When he was diagnosed with multiple myeloma about 2 1/2 years ago spending time with family, including wife Leslie, seemed even more important, daughter Kari Brotherton told The Times. He bought a vacation home on Camano Island where he could teach his nine grandchildren to fish. "He taught the kids card games -- Go Fish and Old Maid -- and they played right to the end, even if he was struggling," she said.

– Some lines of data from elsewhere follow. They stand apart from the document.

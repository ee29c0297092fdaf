//! Provider adapters for interactive AI coding CLIs
//!
//! Each provider contributes a small declarative table: command and argument
//! template, the noise rules matching its terminal chrome, an optional
//! readiness rule, the input that asks it to quit, and whether its runs are
//! capped by the slot limiter. Settings can override everything but the
//! rule tables.

mod adapter;
mod backoff;
mod claude_code;
mod codex;
mod events;
mod gemini;
mod shell;

pub use adapter::{ProviderAdapter, RunSummary};
pub use events::AgentEvent;
pub use backoff::SlotBackoff;

use crate::settings::{ProviderSettings, RunnerSettings};
use anyhow::{Context, Result};
use clap::ValueEnum;
use magi_runner::{RuleSet, RunnerOptions};
use serde::{Deserialize, Serialize};
use std::collections::HashMap;
use std::path::Path;
use std::time::Duration;

/// Placeholder replaced with the prompt in argument templates
pub const PROMPT_PLACEHOLDER: &str = "{prompt}";

/// Supported CLI tools
#[derive(Debug, Clone, Copy, PartialEq, Eq, Hash, Serialize, Deserialize, ValueEnum)]
#[serde(rename_all = "snake_case")]
pub enum ProviderKind {
    /// Claude Code (Anthropic CLI)
    ClaudeCode,
    /// Codex (OpenAI)
    Codex,
    /// Gemini CLI (Google)
    Gemini,
    /// Any command run through `/bin/sh -c`
    Shell,
}

impl ProviderKind {
    /// Key of the provider's `[providers.<key>]` section
    pub fn config_key(&self) -> &'static str {
        match self {
            Self::ClaudeCode => "claude_code",
            Self::Codex => "codex",
            Self::Gemini => "gemini",
            Self::Shell => "shell",
        }
    }

    /// Human-readable name
    pub fn display_name(&self) -> &'static str {
        match self {
            Self::ClaudeCode => "Claude Code",
            Self::Codex => "Codex",
            Self::Gemini => "Gemini CLI",
            Self::Shell => "Shell",
        }
    }

    fn defaults(&self) -> Result<ProviderDefaults, regex::Error> {
        match self {
            Self::ClaudeCode => claude_code::defaults(),
            Self::Codex => codex::defaults(),
            Self::Gemini => gemini::defaults(),
            Self::Shell => shell::defaults(),
        }
    }
}

impl std::fmt::Display for ProviderKind {
    fn fmt(&self, f: &mut std::fmt::Formatter<'_>) -> std::fmt::Result {
        f.write_str(self.config_key())
    }
}

/// Built-in table of one provider
pub(crate) struct ProviderDefaults {
    command: &'static str,
    args: &'static [&'static str],
    noise: RuleSet,
    readiness: Option<RuleSet>,
    exit_input: &'static str,
    limited: bool,
}

/// A provider with settings applied
#[derive(Debug, Clone)]
pub struct ProviderProfile {
    pub kind: ProviderKind,
    pub command: String,
    pub args_template: Vec<String>,
    pub noise: RuleSet,
    pub readiness: Option<RuleSet>,
    pub exit_input: String,
    /// Whether runs take a slot from the limiter
    pub limited: bool,
    pub resource_class: String,
    pub max_slots: Option<u32>,
    pub silence_timeout: Option<Duration>,
    pub env: HashMap<String, String>,
}

impl ProviderProfile {
    /// Built-in defaults overlaid with `settings`
    pub fn resolve(kind: ProviderKind, settings: Option<&ProviderSettings>) -> Result<Self> {
        let defaults = kind
            .defaults()
            .with_context(|| format!("Invalid built-in rules for {}", kind.display_name()))?;
        let settings = settings.cloned().unwrap_or_default();

        Ok(Self {
            kind,
            command: settings
                .command
                .unwrap_or_else(|| defaults.command.to_string()),
            args_template: settings
                .args
                .unwrap_or_else(|| defaults.args.iter().map(|a| a.to_string()).collect()),
            noise: defaults.noise,
            readiness: defaults.readiness,
            exit_input: settings
                .exit_input
                .unwrap_or_else(|| defaults.exit_input.to_string()),
            limited: settings.limited.unwrap_or(defaults.limited),
            resource_class: settings
                .resource_class
                .unwrap_or_else(|| kind.config_key().to_string()),
            max_slots: settings.max_slots,
            silence_timeout: settings.silence_timeout_secs.map(Duration::from_secs),
            env: settings.env,
        })
    }

    /// Profile for an arbitrary command, run verbatim
    pub fn custom(command: impl Into<String>, args: Vec<String>) -> Result<Self> {
        let mut profile = Self::resolve(ProviderKind::Shell, None)?;
        profile.command = command.into();
        profile.args_template = args;
        Ok(profile)
    }

    /// Arguments with the prompt substituted
    pub fn args_for(&self, prompt: &str) -> Vec<String> {
        self.args_template
            .iter()
            .map(|a| a.replace(PROMPT_PLACEHOLDER, prompt))
            .collect()
    }

    /// Runner options for one run of this provider
    pub fn runner_options(&self, runner: &RunnerSettings, cwd: &Path) -> RunnerOptions {
        let mut options = runner
            .to_options(cwd)
            .with_noise(self.noise.clone())
            .with_exit_input(self.exit_input.clone());
        if let Some(readiness) = &self.readiness {
            options = options.with_readiness(readiness.clone());
        }
        if let Some(timeout) = self.silence_timeout {
            options = options.with_silence_timeout(timeout);
        }
        for (key, value) in &self.env {
            options = options.with_env(key.clone(), value.clone());
        }
        options
    }
}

He is survived by his wife, Leslie; sons Brad Brotherton of Mercer Island, Rob Brotherton of Bellevue and David Brotherton of Los Angeles: daughters, Beth Swanson of Walla Walla and Kari Brotherton of Seattle; a sister, Terry Terhune of Sisters, Ore.; and nine grandchildren.

A celebration of Brotherton's life is planned for 4-7 p.m. Jan. 14 at the Hyatt at Olive 8, 1635 Eighth Ave., Seattle. A private family memorial also is planned.

Remembrances may be made to Fred Hutchinson Cancer Research Center, J5-200, P.O. Box 19024, Seattle, WA 98109 for multiple myeloma research, or to the Washington State University Athletic Foundation, P.O. Box 641602, Pullman WA 99164-1602.